Problem description: The number of lines holding the string "from" is all that is wanted; count them in the records below.

(Stored data entries)
####################

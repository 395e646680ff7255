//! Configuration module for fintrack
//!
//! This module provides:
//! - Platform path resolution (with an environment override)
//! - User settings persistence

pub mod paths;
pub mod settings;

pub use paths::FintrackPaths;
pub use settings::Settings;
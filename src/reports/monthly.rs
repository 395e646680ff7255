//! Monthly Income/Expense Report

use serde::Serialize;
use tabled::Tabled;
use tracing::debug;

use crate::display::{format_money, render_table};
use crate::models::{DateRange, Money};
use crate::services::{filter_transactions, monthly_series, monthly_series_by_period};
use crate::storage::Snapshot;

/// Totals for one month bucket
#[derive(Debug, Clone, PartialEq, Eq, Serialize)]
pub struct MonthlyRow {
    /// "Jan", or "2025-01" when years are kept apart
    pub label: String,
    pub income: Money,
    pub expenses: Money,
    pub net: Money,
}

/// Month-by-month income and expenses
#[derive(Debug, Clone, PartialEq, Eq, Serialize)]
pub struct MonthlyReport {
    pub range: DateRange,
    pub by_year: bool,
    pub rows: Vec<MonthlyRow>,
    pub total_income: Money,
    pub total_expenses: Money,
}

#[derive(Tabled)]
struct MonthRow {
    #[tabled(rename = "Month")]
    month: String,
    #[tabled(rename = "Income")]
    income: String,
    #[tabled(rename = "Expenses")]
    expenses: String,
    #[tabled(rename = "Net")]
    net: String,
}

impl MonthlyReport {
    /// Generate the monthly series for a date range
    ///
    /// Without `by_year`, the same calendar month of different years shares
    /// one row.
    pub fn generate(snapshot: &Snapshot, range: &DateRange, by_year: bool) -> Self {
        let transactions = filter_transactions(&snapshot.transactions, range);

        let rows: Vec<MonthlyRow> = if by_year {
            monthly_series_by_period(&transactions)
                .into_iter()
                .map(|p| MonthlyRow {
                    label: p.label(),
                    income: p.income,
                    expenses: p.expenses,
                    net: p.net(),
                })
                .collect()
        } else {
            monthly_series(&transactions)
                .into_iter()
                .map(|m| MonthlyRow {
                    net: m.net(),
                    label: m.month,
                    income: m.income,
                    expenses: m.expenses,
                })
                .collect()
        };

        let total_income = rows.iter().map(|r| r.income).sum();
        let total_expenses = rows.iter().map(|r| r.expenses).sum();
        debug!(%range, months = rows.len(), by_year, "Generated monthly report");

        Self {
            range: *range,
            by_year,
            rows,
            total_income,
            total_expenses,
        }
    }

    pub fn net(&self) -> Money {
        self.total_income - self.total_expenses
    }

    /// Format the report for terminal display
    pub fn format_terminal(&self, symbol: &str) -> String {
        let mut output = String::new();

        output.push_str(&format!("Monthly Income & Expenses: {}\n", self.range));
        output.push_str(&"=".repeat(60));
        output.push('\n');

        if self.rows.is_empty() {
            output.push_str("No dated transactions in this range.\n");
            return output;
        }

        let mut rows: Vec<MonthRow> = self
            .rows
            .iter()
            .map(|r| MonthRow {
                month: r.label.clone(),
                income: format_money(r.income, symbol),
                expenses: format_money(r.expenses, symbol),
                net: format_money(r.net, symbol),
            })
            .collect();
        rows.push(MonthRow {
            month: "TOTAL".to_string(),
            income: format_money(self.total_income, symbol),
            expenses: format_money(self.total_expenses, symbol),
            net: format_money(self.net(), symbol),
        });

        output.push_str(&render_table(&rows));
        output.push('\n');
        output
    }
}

####################

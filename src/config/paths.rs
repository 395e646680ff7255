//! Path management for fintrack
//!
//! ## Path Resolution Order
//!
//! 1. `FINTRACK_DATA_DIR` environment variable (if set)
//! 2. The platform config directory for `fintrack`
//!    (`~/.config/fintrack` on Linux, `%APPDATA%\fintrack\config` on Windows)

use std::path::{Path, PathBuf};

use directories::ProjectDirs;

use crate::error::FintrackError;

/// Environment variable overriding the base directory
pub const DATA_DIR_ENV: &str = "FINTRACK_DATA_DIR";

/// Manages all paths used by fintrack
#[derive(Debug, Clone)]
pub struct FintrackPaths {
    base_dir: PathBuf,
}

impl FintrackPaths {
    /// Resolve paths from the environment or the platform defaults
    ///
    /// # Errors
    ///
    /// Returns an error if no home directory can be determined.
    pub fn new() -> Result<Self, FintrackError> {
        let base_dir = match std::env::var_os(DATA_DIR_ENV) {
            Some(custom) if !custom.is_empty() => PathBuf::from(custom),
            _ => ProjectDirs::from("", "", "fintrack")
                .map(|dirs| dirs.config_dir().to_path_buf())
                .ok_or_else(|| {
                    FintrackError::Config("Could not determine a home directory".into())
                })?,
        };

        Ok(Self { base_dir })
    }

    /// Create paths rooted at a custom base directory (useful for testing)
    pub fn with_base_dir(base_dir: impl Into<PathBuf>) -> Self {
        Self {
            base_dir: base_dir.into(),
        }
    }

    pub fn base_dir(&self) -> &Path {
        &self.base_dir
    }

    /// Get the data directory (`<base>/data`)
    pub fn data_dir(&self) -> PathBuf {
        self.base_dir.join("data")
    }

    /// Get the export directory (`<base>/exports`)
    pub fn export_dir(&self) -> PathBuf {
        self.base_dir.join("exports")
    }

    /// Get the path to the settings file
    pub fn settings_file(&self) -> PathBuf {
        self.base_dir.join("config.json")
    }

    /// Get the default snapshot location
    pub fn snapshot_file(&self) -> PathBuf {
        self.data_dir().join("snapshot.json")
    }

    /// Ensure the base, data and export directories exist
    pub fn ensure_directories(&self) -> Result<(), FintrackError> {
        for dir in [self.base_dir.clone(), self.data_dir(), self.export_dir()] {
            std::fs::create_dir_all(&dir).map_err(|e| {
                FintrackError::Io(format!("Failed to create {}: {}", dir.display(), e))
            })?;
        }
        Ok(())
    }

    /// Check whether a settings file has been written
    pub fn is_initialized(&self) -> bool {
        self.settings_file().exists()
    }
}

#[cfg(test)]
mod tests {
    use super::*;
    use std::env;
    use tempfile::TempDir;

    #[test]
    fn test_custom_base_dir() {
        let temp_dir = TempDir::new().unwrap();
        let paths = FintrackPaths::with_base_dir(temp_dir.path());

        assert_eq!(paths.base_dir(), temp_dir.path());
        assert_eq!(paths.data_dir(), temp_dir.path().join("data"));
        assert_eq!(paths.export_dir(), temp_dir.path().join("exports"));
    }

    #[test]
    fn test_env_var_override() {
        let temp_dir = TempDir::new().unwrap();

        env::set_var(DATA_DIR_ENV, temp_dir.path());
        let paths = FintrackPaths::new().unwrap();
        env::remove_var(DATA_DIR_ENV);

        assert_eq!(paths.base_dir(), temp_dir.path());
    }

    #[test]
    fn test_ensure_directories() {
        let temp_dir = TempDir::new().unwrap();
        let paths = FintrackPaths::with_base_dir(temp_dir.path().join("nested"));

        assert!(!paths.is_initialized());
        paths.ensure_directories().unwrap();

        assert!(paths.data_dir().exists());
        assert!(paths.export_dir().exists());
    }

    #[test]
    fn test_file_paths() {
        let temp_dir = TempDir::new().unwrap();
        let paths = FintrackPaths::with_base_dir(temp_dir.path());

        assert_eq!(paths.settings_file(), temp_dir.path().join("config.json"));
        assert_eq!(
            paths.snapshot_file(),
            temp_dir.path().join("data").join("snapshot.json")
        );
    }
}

####################

Answer to this task: 3